On Nov. 15, St. Augustine’s hosted a climate change presentation by a volunteer with The Climate Project, a nonprofit outreach organization started by former Vice President Al Gore.
In the basement of St. Augustine’s, volunteer Mary Jane Sorrentino showed an abbreviated slide show from Gore’s now-famous documentary, An Inconvenient Truth, to about a dozen people on the rain-soaked evening.
Some of them occasionally gasped at the alarming climate change statistics Sorrentino flashed onto a white cotton bed sheet pinned to the basement’s wall.
“It’s embarrassing to see how we compare to the rest of the world,” said St. Augustine congregant and Exeter resident Bob Richardson. “No wonder they hate us.”
Richardson had just learned that Americans produce more than five times the worldwide average of carbon dioxide pollution per person, and that the U.S. government has not ratified the Kyoto Protocol, an international treaty which member nations pledge to systematically reduce greenhouse gas emissions that cause global warming.
Rabbi Amy Levin and her congregation are taking seriously their call to environmental action.
In one of the most significant steps taken by a Rhode Island Interfaith member, the Temple Torat Yisrael in Cranston is incorporating green building technologies in the planning of a new synagogue in East Greenwich.
It has already purchased six acres, Levin said, and is now on a search for an architect with extensive knowledge of green building practices.
“Since we have begun the process of looking for a new home this has been a high priority,” she said. “They will have a mandate from us to explore all available options in renewable materials, energy savings and [reducing our] carbon footprint.”
Levin said the synagogue might try to get the U.S. Green Building Council’s prestigious Leadership in Energy and Environmental Design certification, which requires several environmentally responsible technologies in design, construction and operation.
This undertaking is all part of what her faith has been already teaching, Levin says.
“Judaism has been a very environmentally aware religion [for] more than 2,000 years,” Levin said.
Known to carry strong influence in American politics, religious groups can use their organizational strengths to support climate change legislation and educate millions of congregants on the effects of global warming on a regular basis.

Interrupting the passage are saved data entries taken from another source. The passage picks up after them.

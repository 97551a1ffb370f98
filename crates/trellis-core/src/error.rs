use std::io;

use thiserror::Error;

use crate::schema::TypeSchemaDiff;

#[derive(Error, Debug)]
pub enum TrellisError {
    #[error("IO error: {0}")]
    Io(#[from] io::Error),

    #[error("Serialization error: {0}")]
    Serialization(String),

    #[error("Validation error: {0}")]
    Validation(String),

    #[error("Schema outdated for {} type(s); preview and apply a migration first", .diffs.len())]
    SchemaOutdated { diffs: Vec<TypeSchemaDiff> },

    #[error("Migration token is stale: {0}")]
    MigrationToken(String),

    #[error("Missing upgraders for {} type(s)", .missing.len())]
    MissingUpgrader {
        missing: std::collections::BTreeMap<String, Vec<i64>>,
    },

    #[error("Migration error: {0}")]
    Migration(String),

    #[error("Upgrader failed for {type_name} '{identity}' at {stage}: {detail} (input: {input})")]
    UpgraderFailed {
        type_name: String,
        identity: String,
        stage: String,
        input: String,
        detail: String,
    },

    #[error("Could not acquire write lock within {timeout_ms}ms timeout")]
    LockContention { timeout_ms: u64 },

    #[error("Write lease expired before commit finalization")]
    LeaseExpired,

    #[error("Head mismatch after {retries} retries; aborting commit")]
    HeadMismatch { retries: u32 },

    #[error("Batch of {count} intents exceeds max_batch_size of {limit}")]
    BatchSizeExceeded { count: usize, limit: usize },

    #[error("Event chain depth {depth} exceeds max_event_chain_depth of {limit}")]
    EventLoopLimit { depth: u32, limit: u32 },

    #[error("Metadata is only available on query-hydrated instances")]
    MetadataUnavailable,

    #[error("Handler error: {0}")]
    Handler(String),

    #[error("Storage backend error during {operation}: {detail}")]
    Storage { operation: String, detail: String },

    #[error("Invalid execution context: {0}")]
    InvalidExecutionContext(String),

    #[error("Other error: {0}")]
    Other(#[from] anyhow::Error),
}

pub type Result<T> = std::result::Result<T, TrellisError>;

impl TrellisError {
    /// Build a `Storage` error for a named backend operation.
    pub fn storage(operation: impl Into<String>, detail: impl ToString) -> Self {
        TrellisError::Storage {
            operation: operation.into(),
            detail: detail.to_string(),
        }
    }

    /// Wrap this error with additional context, prepended to the message.
    pub fn context(self, msg: impl Into<String>) -> Self {
        TrellisError::Other(anyhow::anyhow!("{}: {}", msg.into(), self))
    }
}

/// Extension trait to add `.context()` on `Result<T>`.
pub trait ResultExt<T> {
    /// If the result is `Err`, wrap the error with additional context.
    fn context(self, msg: impl Into<String>) -> Result<T>;
}

impl<T> ResultExt<T> for Result<T> {
    fn context(self, msg: impl Into<String>) -> Result<T> {
        self.map_err(|e| e.context(msg))
    }
}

Chris Wilhite, the Rhode Island chapter director of the Sierra Club, said he sees the growing connection between the religious bloc and environmental awareness as an opportunity to make changes.
“Churches are one of the most powerful partnerships we can strike,” Wilhite said. “They are a force to be reckoned with politically.”
Wilhite said the proliferation of houses of worship making an effort to curb global warming is a sign that more people recognize the problem.
Marianna Richardson, Bob Richardson’s wife and also a member of St. Augustine’s, said environmentalism appeals to her from her overlapping roles as a grandmother, a person of faith and a consumer.
Richardson said she thinks it has taken a lot of people a long time to face climate change because it’s frightening.
“I think human capacity to deny what they are afraid of is a huge issue with stuff like this,” she said. “I think I am knowledgeable above average and above average in what I do, but I am nowhere near my potential in what I can do.”